Exercise instructions
Across the listing below, how many lines include the string "settings"? Reply with the number alone.

Given data
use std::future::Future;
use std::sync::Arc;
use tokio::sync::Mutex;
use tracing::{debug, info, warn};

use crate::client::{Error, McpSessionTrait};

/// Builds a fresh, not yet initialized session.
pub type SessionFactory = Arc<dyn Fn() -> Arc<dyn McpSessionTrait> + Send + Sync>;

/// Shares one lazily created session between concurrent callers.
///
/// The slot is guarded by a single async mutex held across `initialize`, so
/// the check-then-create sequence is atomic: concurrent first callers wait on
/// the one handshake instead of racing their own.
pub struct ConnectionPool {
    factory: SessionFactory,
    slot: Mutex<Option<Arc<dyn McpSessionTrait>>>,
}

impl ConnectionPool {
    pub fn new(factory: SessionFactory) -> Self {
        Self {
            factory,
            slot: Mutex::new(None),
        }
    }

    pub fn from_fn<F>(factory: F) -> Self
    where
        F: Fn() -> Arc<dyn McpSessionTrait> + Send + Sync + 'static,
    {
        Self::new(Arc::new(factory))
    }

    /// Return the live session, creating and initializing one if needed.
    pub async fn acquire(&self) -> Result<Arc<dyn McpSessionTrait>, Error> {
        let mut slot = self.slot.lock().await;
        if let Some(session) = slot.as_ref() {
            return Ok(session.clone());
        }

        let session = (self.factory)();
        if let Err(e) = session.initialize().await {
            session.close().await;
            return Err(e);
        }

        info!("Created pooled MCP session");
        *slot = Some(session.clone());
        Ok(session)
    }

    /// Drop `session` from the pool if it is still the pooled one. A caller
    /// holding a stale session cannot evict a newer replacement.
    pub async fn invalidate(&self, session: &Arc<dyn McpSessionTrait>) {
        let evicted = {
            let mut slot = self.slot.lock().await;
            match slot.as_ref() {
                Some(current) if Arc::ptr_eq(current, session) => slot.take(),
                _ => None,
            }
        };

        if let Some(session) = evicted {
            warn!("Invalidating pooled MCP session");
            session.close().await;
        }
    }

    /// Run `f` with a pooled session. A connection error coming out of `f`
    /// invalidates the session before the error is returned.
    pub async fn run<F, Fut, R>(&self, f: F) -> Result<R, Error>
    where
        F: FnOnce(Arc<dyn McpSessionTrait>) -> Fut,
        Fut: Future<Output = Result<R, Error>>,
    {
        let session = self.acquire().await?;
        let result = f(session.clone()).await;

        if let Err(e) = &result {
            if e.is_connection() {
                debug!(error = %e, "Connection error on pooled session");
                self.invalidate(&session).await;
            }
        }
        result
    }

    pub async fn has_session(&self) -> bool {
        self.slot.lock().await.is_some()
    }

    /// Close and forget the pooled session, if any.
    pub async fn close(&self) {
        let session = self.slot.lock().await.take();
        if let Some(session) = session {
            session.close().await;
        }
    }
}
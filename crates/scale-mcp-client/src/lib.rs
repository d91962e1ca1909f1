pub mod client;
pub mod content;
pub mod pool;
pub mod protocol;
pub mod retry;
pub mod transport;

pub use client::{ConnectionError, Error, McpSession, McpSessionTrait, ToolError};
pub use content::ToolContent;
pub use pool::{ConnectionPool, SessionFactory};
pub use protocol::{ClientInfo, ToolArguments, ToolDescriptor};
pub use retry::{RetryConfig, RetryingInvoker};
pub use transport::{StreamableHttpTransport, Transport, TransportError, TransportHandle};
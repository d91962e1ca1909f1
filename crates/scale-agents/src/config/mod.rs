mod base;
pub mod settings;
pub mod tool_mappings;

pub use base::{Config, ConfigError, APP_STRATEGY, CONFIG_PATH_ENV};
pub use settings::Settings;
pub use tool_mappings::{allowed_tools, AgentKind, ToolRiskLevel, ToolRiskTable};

Task result
2